Maybe Robin Williams was fascinated by the sad clown because he knew him from the mirror.
He may not have ridden his bike around Tiburon, Calif,, in a “Sad Clown” T-shirt, but the phrase resonated sharply when he sat on a panel last August promoting his then-new CBS sitcom “The Crazy Ones” for TV critics and writers.
A questioner asked if Williams’ character on the show, a wildly creative and unorthodox genius who also had to hold an agency together, contained little sprinkles of Pagliacci, because “there’s nothing more heart-wrenching than the sad clown.”
Williams, who had been fairly quiet until that point, jumped on the phrase and went into a mime routine of breaking into tears before thanking everyone for their sympathy cards.
He then kept it going with a different joke, about meeting “a sad clown you wake up next to and go, ‘What are those big feet doing in my bed’?”
When the discussion turned elsewhere, Williams moved it back several times to the phrase.
“The idea of the sad clown thing, I think it’s the idea of you’re funny and then there’s that moment of tenderness,” he said. “But sometimes you have to be very careful that it doesn’t go into saccharine or too much sentimental.”
Asked what makes him happy these days, he first joked, “I was going to say free-basing, but ix-nay.”
Seriously, he said, “My family, work and, I think, being around and creating. When I’m not doing this show, I get to do something called ‘Set List’ once in a while. It’s like an improv show where you get seven suggestions and you put together an improvised set like a standup comedy set. That’s a joy.
“That’s the happy clown.”
It’s no secret that happy and sad was a tough issue for Williams, who struggled all his life with manic depression brought on by bipolar disorder.
It was a struggle compounded, ironically, by his success. Once he became Robin Williams, internationally known comedian, people expected that’s who he would always be.
Asked if public expectation put pressure on him, he responded first with a diversionary joke, saying, “Well, now that I have a moral GPS on my phone, it’s been lovely. Because the girl you are texting is the same age as your daughter. Reroute.”
More seriously?
“I think the pressure to be funny all the time, it’s like dance, you know, dance funny, man,” he said. “I think sometimes there’s that pressure. Other times it’s like, with this room, good luck.”
In a second “Crazy Ones” panel for TV writers this January, Williams suggested there was another dimension here, which was the pressure he put on himself.
Anyone who saw him on late-night TV occasionally had the mildly uneasy sense that he couldn’t stop himself, and he suggested to TV writers that could be partly true.
He was talking about how, off-camera, he would try to get a laugh out of “Crazy Ones” co-star Sarah Michelle Gellar. He loved her, he said, and part of what he loved was that she wouldn’t just laugh at anything. There was a challenge. He had to be good.

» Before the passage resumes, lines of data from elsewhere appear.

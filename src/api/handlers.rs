use std::sync::Arc;

use axum::{
    extract::{Query, State},
    Extension, Json,
};
use chrono::{DateTime, Utc};
use serde::{Deserialize, Serialize};

use crate::error::{AppError, AppResult};
use crate::middleware::RequestId;
use crate::models::{
    CardId, ColorIdentity, GeneralityEntry, GeneralityMean, Recommendation, RecommendationMode,
};
use crate::services::normalize::parse_decklist_text;
use crate::services::similarity::set_jaccard;
use crate::services::{CorpusSummary, Ranking, RecommendationQuery};
use crate::storage::Snapshot;

use super::AppState;

// Request/Response types

#[derive(Debug, Deserialize)]
pub struct RecommendRequest {
    /// Decklist text, one "<qty> <card name>" per line
    #[serde(default)]
    pub decklist: String,
    /// Color letters, e.g. `["W", "U"]` or `["WU"]`
    pub identity: Option<Vec<String>>,
    #[serde(default)]
    pub exclude: Vec<String>,
    /// Suggest lands instead of spells
    #[serde(default)]
    pub lands: bool,
}

#[derive(Debug, Deserialize)]
pub struct CompareRequest {
    #[serde(default)]
    pub decklist: String,
    pub identity: Option<Vec<String>>,
}

#[derive(Debug, Deserialize)]
pub struct GeneralityRequest {
    #[serde(default)]
    pub decklist: String,
    #[serde(default)]
    pub mean: GeneralityMean,
}

#[derive(Debug, Deserialize)]
pub struct DeckPairQuery {
    pub a: String,
    pub b: String,
}

#[derive(Debug, Serialize)]
pub struct HealthResponse {
    pub status: &'static str,
    pub decks: usize,
    pub cards: usize,
    pub loaded_at: DateTime<Utc>,
}

impl From<&Snapshot> for HealthResponse {
    fn from(snapshot: &Snapshot) -> Self {
        Self {
            status: "healthy",
            decks: snapshot.index().deck_count(),
            cards: snapshot.index().frequencies().unique_cards(),
            loaded_at: snapshot.loaded_at(),
        }
    }
}

#[derive(Debug, Serialize)]
pub struct RankingResponse {
    pub identity: ColorIdentity,
    #[serde(skip_serializing_if = "Option::is_none")]
    pub mode: Option<RecommendationMode>,
    pub recommendations: Vec<Recommendation>,
}

impl RankingResponse {
    fn new(ranking: Ranking, mode: Option<RecommendationMode>) -> Self {
        Self {
            identity: ranking.identity,
            mode,
            recommendations: ranking.recommendations,
        }
    }
}

#[derive(Debug, Serialize)]
pub struct DeckSimilarityResponse {
    pub a: String,
    pub b: String,
    pub similarity: f64,
}

// Helpers

fn parse_decklist(text: &str) -> AppResult<Vec<CardId>> {
    let cards: Vec<CardId> = parse_decklist_text(text)
        .iter()
        .map(|line| CardId::new(line))
        .collect();
    if cards.is_empty() {
        return Err(AppError::InvalidInput("No decklist provided".to_string()));
    }
    Ok(cards)
}

fn parse_identity(letters: Option<Vec<String>>) -> AppResult<Option<ColorIdentity>> {
    letters
        .map(|letters| {
            ColorIdentity::try_from(letters)
                .map_err(|e| AppError::InvalidInput(format!("Invalid color identity: {}", e)))
        })
        .transpose()
}

/// Runs CPU-bound engine work off the async runtime
async fn run_blocking<T, F>(work: F) -> AppResult<T>
where
    F: FnOnce() -> AppResult<T> + Send + 'static,
    T: Send + 'static,
{
    tokio::task::spawn_blocking(work)
        .await
        .map_err(|e| AppError::Internal(e.to_string()))?
}

// Handlers

/// Health check endpoint
pub async fn health_check(State(state): State<AppState>) -> Json<HealthResponse> {
    Json(HealthResponse::from(state.snapshot.as_ref()))
}

/// Suggest cards to add to a deck
pub async fn recommend(
    State(state): State<AppState>,
    Extension(request_id): Extension<RequestId>,
    Json(request): Json<RecommendRequest>,
) -> AppResult<Json<RankingResponse>> {
    let query = RecommendationQuery {
        decklist: parse_decklist(&request.decklist)?,
        identity: parse_identity(request.identity)?,
        exclude: request.exclude.iter().map(|name| CardId::new(name)).collect(),
        mode: RecommendationMode::from_land_flag(request.lands),
    };

    tracing::info!(
        request_id = %request_id,
        cards = query.decklist.len(),
        excluded = query.exclude.len(),
        mode = ?query.mode,
        "Recommending cards"
    );

    let snapshot = Arc::clone(&state.snapshot);
    let shortlist_size = state.shortlist_size;
    let response = run_blocking(move || {
        let ranking = snapshot
            .recommender()
            .with_shortlist_size(shortlist_size)
            .recommend_ranking(&query)?;
        Ok(RankingResponse::new(ranking, Some(query.mode)))
    })
    .await?;

    tracing::info!(
        request_id = %request_id,
        identity = %response.identity,
        results = response.recommendations.len(),
        "Recommendations ready"
    );

    Ok(Json(response))
}

/// Score the cards already in a deck
pub async fn compare(
    State(state): State<AppState>,
    Extension(request_id): Extension<RequestId>,
    Json(request): Json<CompareRequest>,
) -> AppResult<Json<RankingResponse>> {
    let decklist = parse_decklist(&request.decklist)?;
    let identity = parse_identity(request.identity)?;

    tracing::info!(request_id = %request_id, cards = decklist.len(), "Comparing deck to corpus");

    let snapshot = Arc::clone(&state.snapshot);
    let response = run_blocking(move || {
        let ranking = snapshot.recommender().compare_ranking(&decklist, identity)?;
        Ok(RankingResponse::new(ranking, None))
    })
    .await?;

    Ok(Json(response))
}

/// Rank a deck's generality against every corpus deck
pub async fn generality(
    State(state): State<AppState>,
    Extension(request_id): Extension<RequestId>,
    Json(request): Json<GeneralityRequest>,
) -> AppResult<Json<Vec<GeneralityEntry>>> {
    let decklist = parse_decklist(&request.decklist)?;
    let mean = request.mean;

    tracing::info!(request_id = %request_id, cards = decklist.len(), mean = ?mean, "Scoring generality");

    let snapshot = Arc::clone(&state.snapshot);
    let entries =
        run_blocking(move || Ok(snapshot.generality().generality_info(&decklist, mean))).await?;

    Ok(Json(entries))
}

/// Card representation statistics for the whole corpus
pub async fn corpus_summary(State(state): State<AppState>) -> AppResult<Json<CorpusSummary>> {
    let snapshot = Arc::clone(&state.snapshot);
    let summary = run_blocking(move || Ok(snapshot.index().summary())).await?;
    Ok(Json(summary))
}

/// Jaccard similarity between two corpus decks' non-basic card sets
pub async fn deck_similarity(
    State(state): State<AppState>,
    Query(pair): Query<DeckPairQuery>,
) -> AppResult<Json<DeckSimilarityResponse>> {
    let index = state.snapshot.index();
    let deck = |name: &str| {
        index
            .deck(name)
            .ok_or_else(|| AppError::NotFound(format!("Deck not found: {}", name)))
    };
    let similarity = set_jaccard(deck(&pair.a)?.card_set(), deck(&pair.b)?.card_set());

    Ok(Json(DeckSimilarityResponse {
        a: pair.a,
        b: pair.b,
        similarity,
    }))
}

“I work for laughter,” he said. “It’s that kind of thing. You get a laugh, you go, ‘Yeah, I’m okay now.’ You want to get that moment. And sometimes it works and other times, no.
“It becomes very sad for a moment. The desperate comic boy comes out and you start doing little voices. You’re going, ‘Now you’re desperate, boy. Let it go.’”
As a panelist, Williams played his position. He wasn’t the TV guest who consumed all the oxygen in the room.
Still, on both occasions, he regularly dropped in one-liners like “I went to rehab in wine country because I wanted to keep my options open.”
When fellow cast member Hamish Linklater joked that Williams and Gellar were “our Irish helium captains” because they kept the show’s spirit buoyed, Williams burst into “Danny Boy.”
He was later asked what he thought when he saw one of the show’s props, a huge picture of him on the wall of the ad agency.
“It’s like being on drugs again,” he said. “It’s very surreal.
"Yeah, that giant picture. That was the first day I walked on the set and I went, ‘Oh, okay, no pressure.’"
Williams lobbied for “The Crazy Ones,” which had borderline ratings, to get a second season. CBS decided no. A few months later Williams checked himself into rehab for what he called a “freshening up” of his sobriety.
One morning six weeks later, the sad clown who left ‘em laughing didn’t wake up at all.